An Israeli court on Wednesday suspended the auction of a partial tattoo kit said to have been used on inmates at the Auschwitz death camp, following protests by Holocaust survivors.

Obtained from a private collector, the eight fingernail-sized steel dies, each lined with pins to form numbers, would have been pressed into the prisoners’ flesh with ink to mark their serial numbers, according to auctioneer Meir Tzolman.

Its website had called it “the most shocking item in the Holocaust,” with a projected retail value of $ 30,000 to $ 40,000.

The bidding reached $ 3,400 on Wednesday, when the Tel Aviv District Court granted a request from the survivors to order the suspension of the auction pending a hearing on Nov. 16 on whether it should continue. Tzolman’s website was modified to show that the sale had been suspended.

More than 1.1 million people, most of them Jews, were murdered at Auschwitz, among a series of camps run by Nazi Germany on occupied Polish soil during World War II. It was the only facility that tattooed prisoners.

THE MASSIVE cemetery-like Holocaust Memorial in Berlin. (credit: BARRY DAVIS)

Israel has no law against the private sale of Holocaust relics. The statement by a court spokesperson did not specify the legal basis for Wednesday’s injunction.

Yad Vashem, the world Holocaust remembrance center in Jerusalem, said it should possess items such as the auctioned dies.
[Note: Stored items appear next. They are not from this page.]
//! Public output types shared by commands that act on many items.

use serde::Serialize;

use crate::error::{Error, Warning};

/// Items gathered by a listing plus the problems that cut it short.
#[derive(Debug, Clone)]
pub struct Listing<T> {
    pub items: Vec<T>,
    pub warnings: Vec<Error>,
}

impl<T> Default for Listing<T> {
    fn default() -> Self {
        Self {
            items: Vec::new(),
            warnings: Vec::new(),
        }
    }
}

/// Standardized bulk execution result.
#[derive(Debug, Serialize)]
#[serde(rename_all = "camelCase")]
pub struct BulkResult<T: Serialize> {
    pub action: String,
    pub results: Vec<ItemOutcome<T>>,
    pub summary: BulkSummary,
    /// Problems that did not fail an item, such as a truncated listing.
    #[serde(skip_serializing_if = "Vec::is_empty")]
    pub warnings: Vec<Warning>,
}

/// Outcome for a single item in a bulk operation.
#[derive(Debug, Serialize)]
#[serde(rename_all = "camelCase")]
pub struct ItemOutcome<T: Serialize> {
    pub id: String,
    #[serde(skip_serializing_if = "Option::is_none")]
    #[serde(flatten)]
    pub result: Option<T>,
    #[serde(skip_serializing_if = "Option::is_none")]
    pub error: Option<String>,
}

/// Summary of bulk operation results.
#[derive(Debug, Clone, Default, Serialize, PartialEq, Eq)]
#[serde(rename_all = "camelCase")]
pub struct BulkSummary {
    pub total: usize,
    pub succeeded: usize,
    pub failed: usize,
}

impl<T: Serialize> BulkResult<T> {
    pub fn new(action: impl Into<String>) -> Self {
        Self {
            action: action.into(),
            results: Vec::new(),
            summary: BulkSummary::default(),
            warnings: Vec::new(),
        }
    }

    pub fn warn(&mut self, warnings: impl IntoIterator<Item = Error>) {
        self.warnings.extend(warnings.into_iter().map(Warning::from));
    }

    pub fn record_ok(&mut self, id: impl Into<String>, result: T) {
        self.summary.total += 1;
        self.summary.succeeded += 1;
        self.results.push(ItemOutcome {
            id: id.into(),
            result: Some(result),
            error: None,
        });
    }

    /// Record a failure; `result` carries any partial data for the item.
    pub fn record_err(&mut self, id: impl Into<String>, result: Option<T>, error: impl Into<String>) {
        self.summary.total += 1;
        self.summary.failed += 1;
        self.results.push(ItemOutcome {
            id: id.into(),
            result,
            error: Some(error.into()),
        });
    }

    pub fn has_failures(&self) -> bool {
        self.summary.failed > 0
    }

    /// Exit code for commands whose only failures are per-item remote errors.
    pub fn exit_code(&self) -> i32 {
        if self.has_failures() {
            crate::error::REMOTE_FAILURE_EXIT_CODE
        } else {
            0
        }
    }
}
“The trade in these items is morally unacceptable and only encourages the proliferation of counterfeits,” said Dani Dayan, president of Yad Vashem.

Interviewed before the court order, Tzolman said he was the grandson of Holocaust survivors who had gotten tattoos. He defended the auction, for which he would receive a 25% commission, as a means of ensuring that the dies got to “the right hands.”

“The seller is determined to sell in whatever way is necessary,” he said. “We got calls from dozens of people who wanted to bid on this item and donate it. Each one wrote down the name of a different museum related to the Holocaust.”

Tzolman said the dead had been certified to have come from Auschwitz. He did not share such documentation with Reuters.

The website of the United States Holocaust Memorial Museum says that some Auschwitz tattoos were applied with pencil and others with “a special metal stamp, with interchangeable numbers made from needles about one centimeter long.”

The Auschwitz Memorial in Poland said the photographs on the dies looked similar to those in its collection.

“If they were authentic, then the very fact that these unique historical items are being auctioned, and not given to an institution that commemorates the victims and educates about the Auschwitz tragedy, deserves the words of protest and condemnation,” he said. Memorial Press Officer Pawel Sawicki.